O Art. 37 da CF traz o seguinte texto disciplinador:
Art. 37. A administração pública direta, indireta ou fundacional, de qualquer dos Poderes da União, do Estado, do Distrito Federal e dos Municípios obedecerá aos princípios da legalidade, impessoalidade, moralidade, publicidade e eficiência.
Sabendo que a Administração precisa obedecer tais princípios, assim como é preciso haver legislação condizente para que se faça cumprir tais princípios, carregamos um passivo histórico com relação a herança de restrição de acesso às informações públicas, o que infelizmente existe até os dias de hoje. Mesmo passados quase 18 anos da promulgação da nossa Constituição, não houve ainda uma regulamentação do acesso às informações públicas. O tal “prazo da lei” até o momento não foi estabelecido, o que restringe sobremaneira a aplicabilidade do disposto na primeira parte do inciso XXXIII do art. 5º. Neste caso, a falta de regulamentação e de prazos legais, as restrições genéricas e ausência de canais institucionais regulares, tornam-se obstáculos quase intransponíveis para a utilização eficaz dessas prerrogativas.

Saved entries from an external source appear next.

//! Height reporting with debounce coalescing.
//!
//! Content inside a frame grows and shrinks as comments load and expand. The
//! host must resize the iframe, but a message per layout pass would flood it.
//! [`ResizeReporter`] keeps the latest measured height and emits it once the
//! content has been quiet for the debounce window, or once the oldest pending
//! measurement is older than the max-latency bound, whichever comes first.
//!
//! Time is supplied by the caller as a monotonic [`Duration`] since an
//! arbitrary epoch. The reporter never reads a clock.

use std::time::Duration;

use serde::{Deserialize, Serialize};
use tracing::trace;

const TARGET: &str = "threadlet::resize";

/// Timing knobs for [`ResizeReporter`].
#[derive(Debug, Clone, Copy, PartialEq, Eq, Serialize, Deserialize)]
#[serde(default)]
pub struct ResizePolicy {
    /// Quiet period after the latest observation.
    #[serde(with = "millis")]
    pub debounce: Duration,
    /// Upper bound on how long a pending height may wait.
    #[serde(with = "millis")]
    pub max_latency: Duration,
}

impl Default for ResizePolicy {
    fn default() -> Self {
        Self {
            debounce: Duration::from_millis(100),
            max_latency: Duration::from_millis(500),
        }
    }
}

mod millis {
    use std::time::Duration;

    use serde::{Deserialize, Deserializer, Serializer};

    pub fn serialize<S: Serializer>(value: &Duration, serializer: S) -> Result<S::Ok, S::Error> {
        serializer.serialize_u64(u64::try_from(value.as_millis()).unwrap_or(u64::MAX))
    }

    pub fn deserialize<'de, D: Deserializer<'de>>(deserializer: D) -> Result<Duration, D::Error> {
        u64::deserialize(deserializer).map(Duration::from_millis)
    }
}

#[derive(Debug, Clone, Copy, PartialEq, Eq)]
struct Pending {
    height: u32,
    first_seen: Duration,
    last_seen: Duration,
}

#[derive(Debug, Clone)]
pub struct ResizeReporter {
    policy: ResizePolicy,
    pending: Option<Pending>,
    last_reported: Option<u32>,
}

impl ResizeReporter {
    #[must_use]
    pub const fn new(policy: ResizePolicy) -> Self {
        Self {
            policy,
            pending: None,
            last_reported: None,
        }
    }

    #[must_use]
    pub const fn policy(&self) -> ResizePolicy {
        self.policy
    }

    #[must_use]
    pub const fn last_reported(&self) -> Option<u32> {
        self.last_reported
    }

    #[must_use]
    pub const fn has_pending(&self) -> bool {
        self.pending.is_some()
    }

    /// Record a measured content height.
    pub fn observe(&mut self, height: u32, now: Duration) {
        match &mut self.pending {
            Some(pending) => {
                pending.height = height;
                pending.last_seen = now;
            }
            None => {
                self.pending = Some(Pending {
                    height,
                    first_seen: now,
                    last_seen: now,
                });
            }
        }
        trace!(target: TARGET, height, "height observed");
    }

    /// Return the height to report now, if any.
    pub fn poll(&mut self, now: Duration) -> Option<u32> {
        let pending = self.pending?;
        let quiet = now.saturating_sub(pending.last_seen) >= self.policy.debounce;
        let overdue = now.saturating_sub(pending.first_seen) >= self.policy.max_latency;
        if !quiet && !overdue {
            return None;
        }
        self.pending = None;
        self.settle(pending.height, if quiet { "debounced" } else { "max_latency" })
    }

    /// Report any pending height immediately.
    pub fn flush(&mut self) -> Option<u32> {
        let pending = self.pending.take()?;
        self.settle(pending.height, "flush")
    }

    /// Earliest time at which [`poll`](Self::poll) could report.
    #[must_use]
    pub fn next_deadline(&self) -> Option<Duration> {
        self.pending.map(|p| {
            p.last_seen
                .saturating_add(self.policy.debounce)
                .min(p.first_seen.saturating_add(self.policy.max_latency))
        })
    }

    fn settle(&mut self, height: u32, reason: &'static str) -> Option<u32> {
        if self.last_reported == Some(height) {
            trace!(target: TARGET, height, reason, "height unchanged; not reported");
            return None;
        }
        self.last_reported = Some(height);
        trace!(target: TARGET, height, reason, "height reported");
        Some(height)
    }
}

impl Default for ResizeReporter {
    fn default() -> Self {
        Self::new(ResizePolicy::default())
    }
}

#[cfg(test)]
mod tests {
    use super::*;

    fn ms(v: u64) -> Duration {
        Duration::from_millis(v)
    }

    #[test]
    fn nothing_before_debounce() {
        let mut r = ResizeReporter::default();
        r.observe(300, ms(0));
        assert_eq!(r.poll(ms(50)), None);
        assert_eq!(r.poll(ms(100)), Some(300));
        assert_eq!(r.poll(ms(200)), None);
    }

    #[test]
    fn rapid_observations_collapse_to_latest() {
        let mut r = ResizeReporter::default();
        for (i, h) in [100, 150, 220, 240].into_iter().enumerate() {
            r.observe(h, ms(i as u64 * 10));
            assert_eq!(r.poll(ms(i as u64 * 10 + 5)), None);
        }
        assert_eq!(r.poll(ms(130)), Some(240));
    }

    #[test]
    fn continuous_change_reports_at_max_latency() {
        let mut r = ResizeReporter::default();
        let mut reported = Vec::new();
        for t in (0..=600).step_by(50) {
            r.observe(t as u32, ms(t));
            if let Some(h) = r.poll(ms(t)) {
                reported.push((t, h));
            }
        }
        assert_eq!(reported, vec![(500, 500)]);
    }

    #[test]
    fn equal_height_is_not_resent() {
        let mut r = ResizeReporter::default();
        r.observe(300, ms(0));
        assert_eq!(r.poll(ms(100)), Some(300));
        r.observe(300, ms(200));
        assert_eq!(r.poll(ms(300)), None);
        assert!(!r.has_pending());
        r.observe(310, ms(400));
        assert_eq!(r.flush(), Some(310));
    }

    #[test]
    fn flush_without_pending() {
        let mut r = ResizeReporter::default();
        assert_eq!(r.flush(), None);
        assert_eq!(r.next_deadline(), None);
    }

    #[test]
    fn next_deadline_is_earliest_of_both_bounds() {
        let mut r = ResizeReporter::default();
        r.observe(1, ms(0));
        assert_eq!(r.next_deadline(), Some(ms(100)));
        r.observe(2, ms(450));
        assert_eq!(r.next_deadline(), Some(ms(500)));
    }

    #[test]
    fn policy_parses_milliseconds() {
        let policy: ResizePolicy = serde_json::from_str(r#"{"debounce": 40}"#).unwrap();
        assert_eq!(policy.debounce, ms(40));
        assert_eq!(policy.max_latency, ms(500));
    }
}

Note-se que a Constituição de 1988 prevê que as decisões do Tribunal de Contas que importarem em imputação de débito ou multa terão eficácia de título executivo (art. 71, §3°), o que tem gerado uma certa celeuma quanto à competência para sua execução (não existe). Há vozes sustentando que as mesmas deveriam ser executadas pelo próprio Tribunal de Contas, e não pelas Procuradorias de cada unidade federativa (e, no caso da União Federal, pela Advocacia-Geral da União), como é feito hodiernamente, em função do disposto nos artigos 131 e 132 da CR/88. O Supremo Tribunal Federal já teve a oportunidade de se manifestar sobre o tema e, em maio de 2002, no Recurso Extraordinário n° 223.037-1, decidiu por unanimidade, em sentido contrário à promoção da execução judicial pela Corte de Contas, por ausência de previsão expressa sobre a matéria.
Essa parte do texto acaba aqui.